Les élèves étaient terrifiés en voyant Harry – qui quelques minutes plus tôt était parfaitement calme – dans une colère noire. Voldemort était lui aussi dans une fureur noire et on le sentait près à attaquer. Il attrapa la grand-mère de Neville d’un geste et lui mit la pointe de sa baguette sur le cœur.
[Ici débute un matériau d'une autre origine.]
use heatclip::clips::clip_requests;
use heatclip::config::{Config, ConfigBuilder};
use heatclip::error::{HeatmapError, VideoStatus};
use heatclip::heatmap::{analyze, extract_fragments, sample, stitch, SamplerConfig, DEFAULT_THRESHOLD};
use heatclip::page::{PageFetcher, SnapshotFetcher};
use heatclip::processing::BatchProcessor;
use heatclip::transcript::{map_intervals, ProviderChain, SrtFileProvider};
use std::path::Path;
use tempfile::TempDir;
use tokio::fs;

/// Two chapters: flat, climbing to a peak, then dropping back
fn two_chapter_page(duration: &str) -> String {
    format!(
        r#"<!DOCTYPE html><html><head><meta itemprop="duration" content="{}"></head><body>
<div class="ytp-progress-bar-container">
  <div class="ytp-heat-map-container">
    <div class="ytp-heat-map-chapter" style="width: 500px">
      <svg class="ytp-heat-map-svg" width="500px" height="40px" viewBox="0 0 1000 100">
        <defs><clipPath id="c1"><path d="M 0,900 C 100,900 200,900 300,100"></path></clipPath></defs>
        <rect class="ytp-heat-map-graph" clip-path="url(#c1)"></rect>
      </svg>
    </div>
    <div class="ytp-heat-map-chapter" style="width: 500px">
      <svg class="ytp-heat-map-svg" width="500px" height="40px" viewBox="0 0 1000 100">
        <defs><clipPath id="c2"><path d="M 400,100 C 500,900 600,900 700,900"></path></clipPath></defs>
        <rect class="ytp-heat-map-graph" clip-path="url(#c2)"></rect>
      </svg>
    </div>
  </div>
</div></body></html>"#,
        duration
    )
}

const SUBTITLES: &str = "1
00:00:29,000 --> 00:00:31,000
before

2
00:00:35,000 --> 00:00:37,500
peak one

3
00:00:40,000 --> 00:00:42,000
peak two

4
00:00:45,000 --> 00:00:47,000
after
";

async fn write_fixture(root: &Path) {
    fs::create_dir_all(root.join("pages")).await.unwrap();
    fs::create_dir_all(root.join("transcripts")).await.unwrap();
    fs::write(root.join("pages/vidA.html"), two_chapter_page("PT1M40S")).await.unwrap();
    fs::write(root.join("pages/vidB.html"), "<html><body>no heatmap here</body></html>")
        .await
        .unwrap();
    fs::write(root.join("transcripts/vidA.en.srt"), SUBTITLES).await.unwrap();
}

fn config_for(root: &Path) -> Config {
    ConfigBuilder::new()
        .with_snapshot_dir(root.join("pages"))
        .with_transcript_dir(root.join("transcripts"))
        .with_source_dir(root.join("videos"))
        .with_output_dir(root.join("output"))
        .enable_clips(false)
        .with_workers(2)
        .build()
}

fn approx(a: f64, b: f64) -> bool {
    (a - b).abs() < 1e-9
}

#[test]
fn test_stages_on_multi_chapter_page() {
    let page = two_chapter_page("PT1M40S");

    let fragments = extract_fragments(&page).unwrap();
    assert_eq!(fragments.len(), 2);

    let image = stitch(&fragments).unwrap();
    assert_eq!((image.width, image.height), (1000, 40));
    let offsets: Vec<u32> = image.groups.iter().map(|g| g.offset).collect();
    assert_eq!(offsets, vec![0, 500]);

    let samples = sample(&image.to_svg(), 100.0, &SamplerConfig::default());
    assert_eq!(samples.len(), 8);
    for (i, s) in samples.iter().enumerate() {
        assert!((s.time - i as f64 * 10.0).abs() < 1e-9);
    }

    let analysis = analyze(&samples, DEFAULT_THRESHOLD);
    assert!((analysis.average_attention - 30.0).abs() < 1e-9);
    assert_eq!(analysis.rises.len(), 1);
    assert!(approx(analysis.rises[0].start, 30.0) && approx(analysis.rises[0].end, 40.0));
    assert_eq!(analysis.falls.len(), 2);
    assert!(approx(analysis.falls[0].start, 0.0) && approx(analysis.falls[0].end, 20.0));
    assert!(approx(analysis.falls[1].start, 50.0) && approx(analysis.falls[1].end, 70.0));

    let transcript = heatclip::transcript::parse_srt(SUBTITLES).unwrap();
    let sections = map_intervals(Some(&transcript), &analysis);
    let requests = clip_requests("vidA", &analysis, &sections);
    assert_eq!(requests.len(), 1);
    assert_eq!(requests[0].transcript_text, "peak one peak two");
    assert_eq!(requests[0].file_stem(), "vidA_30000_40000");
}

#[tokio::test]
async fn test_snapshot_batch_end_to_end() {
    let temp_dir = TempDir::new().unwrap();
    write_fixture(temp_dir.path()).await;

    let config = config_for(temp_dir.path());
    let processor = BatchProcessor::new(config, 2);
    let result = processor
        .process_videos(vec!["vidA".to_string(), "vidB".to_string(), "vidC".to_string()])
        .await
        .unwrap();

    assert_eq!(result.total, 3);
    assert_eq!(result.succeeded, 1);
    assert_eq!(result.no_heatmap, 2);

    let vid_a = &result.results[0];
    assert_eq!(vid_a.video_id, "vidA");
    assert_eq!(vid_a.status, VideoStatus::Succeeded);
    assert_eq!(vid_a.duration_seconds, Some(100.0));
    assert_eq!(vid_a.sample_count, 8);
    assert_eq!(vid_a.transcript_entries, Some(4));
    assert_eq!(vid_a.clip_requests.len(), 1);
    assert_eq!(vid_a.clip_requests[0].transcript_text, "peak one peak two");
    assert_eq!(vid_a.sections.falls.len(), 2);

    assert_eq!(result.results[1].status, VideoStatus::NoHeatmap);
    assert!(result.results[2].error_message.is_some());

    let manifest = temp_dir.path().join("output/heatclip_results.json");
    assert!(manifest.exists());
}

#[tokio::test]
async fn test_discovered_snapshots_feed_batch() {
    let temp_dir = TempDir::new().unwrap();
    write_fixture(temp_dir.path()).await;

    let fetcher = SnapshotFetcher::new(temp_dir.path().join("pages"));
    let ids = fetcher.discover();
    assert_eq!(ids, vec!["vidA".to_string(), "vidB".to_string()]);

    tokio_test::assert_ok!(fetcher.fetch("vidA").await);
    let missing = tokio_test::assert_err!(fetcher.fetch("vidZ").await);
    assert!(matches!(missing, HeatmapError::HeatmapNotFound(_)));
}

#[tokio::test]
async fn test_transcripts_can_be_disabled() {
    let temp_dir = TempDir::new().unwrap();
    write_fixture(temp_dir.path()).await;

    let config = ConfigBuilder::from_config(config_for(temp_dir.path()))
        .enable_transcripts(false)
        .build();
    let result = BatchProcessor::new(config, 1)
        .process_videos(vec!["vidA".to_string()])
        .await
        .unwrap();

    let vid_a = &result.results[0];
    assert_eq!(vid_a.status, VideoStatus::Succeeded);
    assert!(vid_a.transcript_entries.is_none());
    assert_eq!(vid_a.clip_requests[0].transcript_text, "");
}

#[tokio::test]
async fn test_custom_transcript_chain() {
    let temp_dir = TempDir::new().unwrap();
    write_fixture(temp_dir.path()).await;
    let other = temp_dir.path().join("other");
    fs::create_dir_all(&other).await.unwrap();
    fs::write(
        other.join("vidA.de.srt"),
        "1\n00:00:33,000 --> 00:00:34,000\nhallo\n",
    )
    .await
    .unwrap();

    let chain = ProviderChain::new().with_provider(SrtFileProvider::new(&other, vec!["de".to_string()]));
    let result = BatchProcessor::new(config_for(temp_dir.path()), 1)
        .with_transcripts(chain)
        .process_videos(vec!["vidA".to_string()])
        .await
        .unwrap();

    assert_eq!(result.results[0].clip_requests[0].transcript_text, "hallo");
}

#[test]
fn test_config_file_with_partial_sections() {
    let temp_dir = TempDir::new().unwrap();
    let path = temp_dir.path().join("heatclip.toml");
    std::fs::write(
        &path,
        "[heatmap]\nthreshold = 2.5\n\n[clips]\nenabled = false\n",
    )
    .unwrap();

    let config = tokio_test::assert_ok!(Config::from_file(&path));
    assert_eq!(config.heatmap.threshold, 2.5);
    assert!(!config.clips.enabled);
    assert_eq!(config.heatmap.view_width, 1000.0);
    tokio_test::assert_ok!(config.validate());

    let broken = ConfigBuilder::new().with_workers(0).build();
    tokio_test::assert_err!(broken.validate());
}

#[test]
fn test_blocking_snapshot_read() {
    let temp_dir = TempDir::new().unwrap();
    std::fs::write(temp_dir.path().join("abc.html"), two_chapter_page("PT10S")).unwrap();

    let fetcher = SnapshotFetcher::new(temp_dir.path());
    let markup = tokio_test::block_on(fetcher.fetch("abc")).unwrap();
    assert_eq!(heatclip::page::extract_duration(&markup), Some(10.0));
}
« Tu vois Potter, si tu fais un geste, je la tue. Je te la rend vivante à une condition : tu te livres à moi. C’est d’accord ?
- TU N’ES QU’UN LÂCHE ! cria Harry. TU SAIS TRES BIEN QUE JE FERAI N’IMPORTE QUOI POUR MES AMIS ! »
Il vit la grand-mère faire « non » de la tête mais Harry tint sa promesse.
« D’accord Tom. J’accepte ton chantage et ta lâcheté. Mais sache une chose : si tu me tues, tu n’en auras pas fini avec les Potter. »
Voldemort ne comprit pas ni personne d’autre sauf Fleur et Seamus. Mais il repoussa violemment Mrs Londubat qui fut rattrapée par le professeur McGonagall.
« NON HARRY ! cria Neville.
- NEVILLE ! JE T’AVAIS PROMIS DE T’AIDER À RETROUVER TA GRAND-MERE, JE NE VAIS PAS ME DEFILER ! »
Il se tourna vers Voldemort qui fit son possible pour cacher sa jubilation.
« Alors Dumbledore, tu ne défends pas ton petit protégé ? lança-t-il.
- Harry sait ce qu’il fait, sinon il n’aurait pas fais ça.
- SAUF QUE LA, TON PROTEGE EST A MA MERCI ! SA VIE M’APPARTIENT !
- Ma vie n’appartient qu’à moi Tom », dit tranquillement Harry.
Voldemort était tellement furieux qu’il perdit ses moyens.
« AVADA KEDAVRA ! » s’écria-t-il en visant Dumbledore.
Harry s’interposa entre Dumbledore et le sort, sans savoir ce qu’il allait faire.